[Start of section]

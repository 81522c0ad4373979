//! Holt-Winters exponential smoothing with optional trend damping
//!
//! Additive trend and additive seasonality over a fixed quarterly-of-month
//! period of 4 weekly observations. Smoothing parameters are either fixed up
//! front or chosen by grid search on in-sample one-step squared error.
//!
//! ## Recursions
//!
//! ```text
//! ŷ_t   = l + φ·b + s[t mod m]
//! l'    = α (y_t − s[t mod m]) + (1 − α)(l + φ·b)
//! b'    = β (l' − l) + (1 − β) φ·b
//! s'    = γ (y_t − l') + (1 − γ) s[t mod m]
//! ```
//!
//! The undamped variant is the special case φ = 1.

use serde::{Deserialize, Serialize};
use visitor_spi::{Result, TrendModel, VisitorError, MIN_OBSERVATIONS};

/// Seasonal period in observations
pub const SEASON_PERIOD: usize = 4;

const ALPHA_GRID: [f64; 9] = [0.1, 0.2, 0.3, 0.4, 0.5, 0.6, 0.7, 0.8, 0.9];
const BETA_GRID: [f64; 4] = [0.05, 0.1, 0.2, 0.3];
const GAMMA_GRID: [f64; 4] = [0.1, 0.2, 0.3, 0.5];
const PHI_GRID: [f64; 5] = [0.8, 0.85, 0.9, 0.95, 0.98];

/// Smoothing weights of one Holt-Winters fit
#[derive(Debug, Clone, Copy, PartialEq, Serialize, Deserialize)]
pub struct SmoothingParameters {
    /// Level smoothing (0 < alpha < 1)
    pub alpha: f64,
    /// Trend smoothing (0 < beta < 1)
    pub beta: f64,
    /// Seasonal smoothing (0 < gamma < 1)
    pub gamma: f64,
    /// Trend damping (0 < phi <= 1); 1 means undamped
    pub phi: f64,
}

impl SmoothingParameters {
    pub fn new(alpha: f64, beta: f64, gamma: f64, phi: f64) -> Result<Self> {
        for (name, value) in [("alpha", alpha), ("beta", beta), ("gamma", gamma)] {
            if !(0.0 < value && value < 1.0) {
                return Err(VisitorError::invalid_parameter(
                    name,
                    "must be between 0 and 1 (exclusive)",
                ));
            }
        }
        if !(0.0 < phi && phi <= 1.0) {
            return Err(VisitorError::invalid_parameter(
                "phi",
                "must be in (0, 1]",
            ));
        }
        Ok(Self {
            alpha,
            beta,
            gamma,
            phi,
        })
    }
}

/// Result of running the recursions over a training series
#[derive(Debug, Clone)]
struct SmoothingState {
    level: f64,
    trend: f64,
    seasonal: Vec<f64>,
    fitted: Vec<f64>,
    sse: f64,
}

/// Holt-Winters model with additive trend and seasonality
///
/// # Example
///
/// ```rust
/// use visitor_core::smoothing::HoltWinters;
/// use visitor_spi::TrendModel;
///
/// let data: Vec<f64> = (0..24).map(|i| 50.0 + (i % 4) as f64 * 5.0).collect();
/// let mut model = HoltWinters::damped();
/// model.fit(&data).unwrap();
/// assert_eq!(model.forecast(6).unwrap().len(), 6);
/// ```
#[derive(Debug, Clone, Serialize, Deserialize)]
pub struct HoltWinters {
    damped: bool,
    /// Fixed weights; `None` selects them by grid search at fit time
    fixed: Option<SmoothingParameters>,
    /// Weights used by the current fit
    parameters: Option<SmoothingParameters>,
    level: f64,
    trend: f64,
    seasonal: Vec<f64>,
    fitted: Vec<f64>,
    n: usize,
}

impl Default for HoltWinters {
    fn default() -> Self {
        Self::new()
    }
}

impl HoltWinters {
    /// Undamped model (φ = 1) with grid-searched weights
    pub fn new() -> Self {
        Self {
            damped: false,
            fixed: None,
            parameters: None,
            level: 0.0,
            trend: 0.0,
            seasonal: vec![0.0; SEASON_PERIOD],
            fitted: Vec::new(),
            n: 0,
        }
    }

    /// Damped-trend model with grid-searched weights including φ
    pub fn damped() -> Self {
        Self {
            damped: true,
            ..Self::new()
        }
    }

    /// Model using the given weights instead of a grid search
    pub fn with_parameters(parameters: SmoothingParameters) -> Self {
        Self {
            damped: parameters.phi < 1.0,
            fixed: Some(parameters),
            ..Self::new()
        }
    }

    pub fn is_damped(&self) -> bool {
        self.damped
    }

    /// Weights chosen by the last fit
    pub fn parameters(&self) -> Option<SmoothingParameters> {
        self.parameters
    }

    /// Get all components: (level, trend, seasonal)
    pub fn components(&self) -> (f64, f64, &[f64]) {
        (self.level, self.trend, &self.seasonal)
    }

    fn run(data: &[f64], params: &SmoothingParameters) -> SmoothingState {
        let m = SEASON_PERIOD;
        let first = data[..m].iter().sum::<f64>() / m as f64;
        let second = data[m..2 * m].iter().sum::<f64>() / m as f64;

        let mut level = first;
        let mut trend = (second - first) / m as f64;
        let mut seasonal: Vec<f64> = data[..m].iter().map(|y| y - first).collect();

        // The first season is reproduced exactly by the initial state
        let mut fitted: Vec<f64> = seasonal.iter().map(|s| level + s).collect();
        fitted.reserve(data.len() - m);
        let mut sse = 0.0;

        for (t, &value) in data.iter().enumerate().skip(m) {
            let idx = t % m;
            let damped_trend = params.phi * trend;
            let prediction = level + damped_trend + seasonal[idx];
            let error = value - prediction;
            sse += error * error;
            fitted.push(prediction);

            let prev_level = level;
            level = params.alpha * (value - seasonal[idx])
                + (1.0 - params.alpha) * (level + damped_trend);
            trend = params.beta * (level - prev_level) + (1.0 - params.beta) * damped_trend;
            seasonal[idx] = params.gamma * (value - level) + (1.0 - params.gamma) * seasonal[idx];
        }

        SmoothingState {
            level,
            trend,
            seasonal,
            fitted,
            sse,
        }
    }

    fn search(&self, data: &[f64]) -> SmoothingParameters {
        let phis: &[f64] = if self.damped { &PHI_GRID } else { &[1.0] };

        let mut best = SmoothingParameters {
            alpha: 0.5,
            beta: 0.1,
            gamma: 0.1,
            phi: phis[0],
        };
        let mut best_sse = f64::MAX;

        for &alpha in &ALPHA_GRID {
            for &beta in &BETA_GRID {
                for &gamma in &GAMMA_GRID {
                    for &phi in phis {
                        let candidate = SmoothingParameters {
                            alpha,
                            beta,
                            gamma,
                            phi,
                        };
                        let sse = Self::run(data, &candidate).sse;
                        if sse.is_finite() && sse < best_sse {
                            best_sse = sse;
                            best = candidate;
                        }
                    }
                }
            }
        }

        best
    }
}

impl TrendModel for HoltWinters {
    fn fit(&mut self, data: &[f64]) -> Result<()> {
        if data.len() < MIN_OBSERVATIONS {
            return Err(VisitorError::model_fit(
                self.name(),
                format!(
                    "need at least {} observations, got {}",
                    MIN_OBSERVATIONS,
                    data.len()
                ),
            ));
        }
        if data.iter().any(|v| !v.is_finite()) {
            return Err(VisitorError::model_fit(self.name(), "non-finite value in series"));
        }

        let params = match self.fixed {
            Some(params) => params,
            None => self.search(data),
        };
        let state = Self::run(data, &params);

        self.parameters = Some(params);
        self.level = state.level;
        self.trend = state.trend;
        self.seasonal = state.seasonal;
        self.fitted = state.fitted;
        self.n = data.len();
        Ok(())
    }

    fn forecast(&self, steps: usize) -> Result<Vec<f64>> {
        let params = self.parameters.ok_or(VisitorError::NotFitted)?;

        let mut forecasts = Vec::with_capacity(steps);
        let mut damping = 0.0;
        let mut power = 1.0;
        for h in 1..=steps {
            power *= params.phi;
            damping += power;
            let idx = (self.n + h - 1) % SEASON_PERIOD;
            forecasts.push(self.level + damping * self.trend + self.seasonal[idx]);
        }

        Ok(forecasts)
    }

    fn fitted_values(&self) -> Result<Vec<f64>> {
        if !self.is_fitted() {
            return Err(VisitorError::NotFitted);
        }
        Ok(self.fitted.clone())
    }

    fn is_fitted(&self) -> bool {
        self.parameters.is_some()
    }

    fn name(&self) -> &str {
        if self.damped {
            "damped_holt_winters"
        } else {
            "holt_winters"
        }
    }
}
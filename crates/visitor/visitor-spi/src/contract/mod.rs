//! Contract module containing trait definitions for forecasting strategies

mod noise_source;
mod trend_model;

pub use noise_source::NoiseSource;
pub use trend_model::TrendModel;
//! Week labels in the fixed `dd-mm-YYYY` format

use chrono::NaiveDate;

use crate::error::{Result, VisitorError};

/// Date format used by the tabular input and by serialized records
pub const WEEK_FORMAT: &str = "%d-%m-%Y";

/// Parse a `dd-mm-YYYY` week label
pub fn parse_week(label: &str) -> Result<NaiveDate> {
    NaiveDate::parse_from_str(label.trim(), WEEK_FORMAT)
        .map_err(|_| VisitorError::InvalidDate(label.to_string()))
}

/// Render a date as a `dd-mm-YYYY` week label
pub fn format_week(week: NaiveDate) -> String {
    week.format(WEEK_FORMAT).to_string()
}

/// Serde adapter for `dd-mm-YYYY` dates
///
/// ```rust,ignore
/// #[derive(Serialize, Deserialize)]
/// struct Row {
///     #[serde(with = "visitor_spi::week_format")]
///     week: chrono::NaiveDate,
/// }
/// ```
pub mod week_format {
    use chrono::NaiveDate;
    use serde::{Deserialize, Deserializer, Serializer};

    pub fn serialize<S>(week: &NaiveDate, serializer: S) -> Result<S::Ok, S::Error>
    where
        S: Serializer,
    {
        serializer.serialize_str(&super::format_week(*week))
    }

    pub fn deserialize<'de, D>(deserializer: D) -> Result<NaiveDate, D::Error>
    where
        D: Deserializer<'de>,
    {
        let label = String::deserialize(deserializer)?;
        super::parse_week(&label).map_err(serde::de::Error::custom)
    }
}
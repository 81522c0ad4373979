//! Injectable randomness for the back-test adjustment

/// Source of multiplicative perturbations
///
/// Implementations return a relative perturbation, e.g. `0.03` for +3%.
/// Tests inject a fixed or seeded source so outputs stay reproducible.
pub trait NoiseSource: Send {
    /// Next relative perturbation
    fn perturbation(&mut self) -> f64;
}
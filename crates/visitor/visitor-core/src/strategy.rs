//! Closed set of forecasting strategies

use std::fmt;
use std::str::FromStr;

use serde::{Deserialize, Serialize};
use visitor_spi::{TrendModel, VisitorError};

use crate::arima::Arima;
use crate::smoothing::HoltWinters;

/// Forecasting strategy selectable from configuration
#[derive(Debug, Clone, Copy, PartialEq, Eq, Hash, Serialize, Deserialize)]
#[serde(rename_all = "snake_case")]
pub enum StrategyKind {
    /// Holt-Winters, additive trend and seasonality
    HoltWinters,
    /// Holt-Winters with a damped trend
    DampedHoltWinters,
    /// ARIMA(1, 1, 0)
    Arima,
    /// ARIMA(1, 1, 1)(1, 1, 1, 4)
    SeasonalArima,
}

impl StrategyKind {
    pub const ALL: [StrategyKind; 4] = [
        Self::HoltWinters,
        Self::DampedHoltWinters,
        Self::Arima,
        Self::SeasonalArima,
    ];

    /// Fresh, unfitted model for this strategy
    pub fn build(&self) -> Box<dyn TrendModel> {
        match self {
            Self::HoltWinters => Box::new(HoltWinters::new()),
            Self::DampedHoltWinters => Box::new(HoltWinters::damped()),
            Self::Arima => Box::new(Arima::baseline()),
            Self::SeasonalArima => Box::new(Arima::seasonal_default()),
        }
    }

    pub fn as_str(&self) -> &'static str {
        match self {
            Self::HoltWinters => "holt_winters",
            Self::DampedHoltWinters => "damped_holt_winters",
            Self::Arima => "arima",
            Self::SeasonalArima => "seasonal_arima",
        }
    }

    /// Default pair: damped smoothing averaged with seasonal ARIMA
    pub fn defaults() -> Vec<StrategyKind> {
        vec![Self::DampedHoltWinters, Self::SeasonalArima]
    }
}

impl fmt::Display for StrategyKind {
    fn fmt(&self, f: &mut fmt::Formatter<'_>) -> fmt::Result {
        f.write_str(self.as_str())
    }
}

impl FromStr for StrategyKind {
    type Err = VisitorError;

    fn from_str(s: &str) -> Result<Self, Self::Err> {
        let normalized = s.trim().to_lowercase().replace('-', "_");
        Self::ALL
            .into_iter()
            .find(|kind| kind.as_str() == normalized)
            .ok_or_else(|| {
                VisitorError::invalid_parameter(
                    "strategy",
                    format!(
                        "unknown strategy '{}', expected one of: {}",
                        s,
                        Self::ALL.map(|k| k.as_str()).join(", ")
                    ),
                )
            })
    }
}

[End of section]

* **To do**
From the entries above, pull out each line that includes "chosen".

* **Solution**
//! front or chosen by grid search on in-sample one-step squared error.
    /// Weights chosen by the last fit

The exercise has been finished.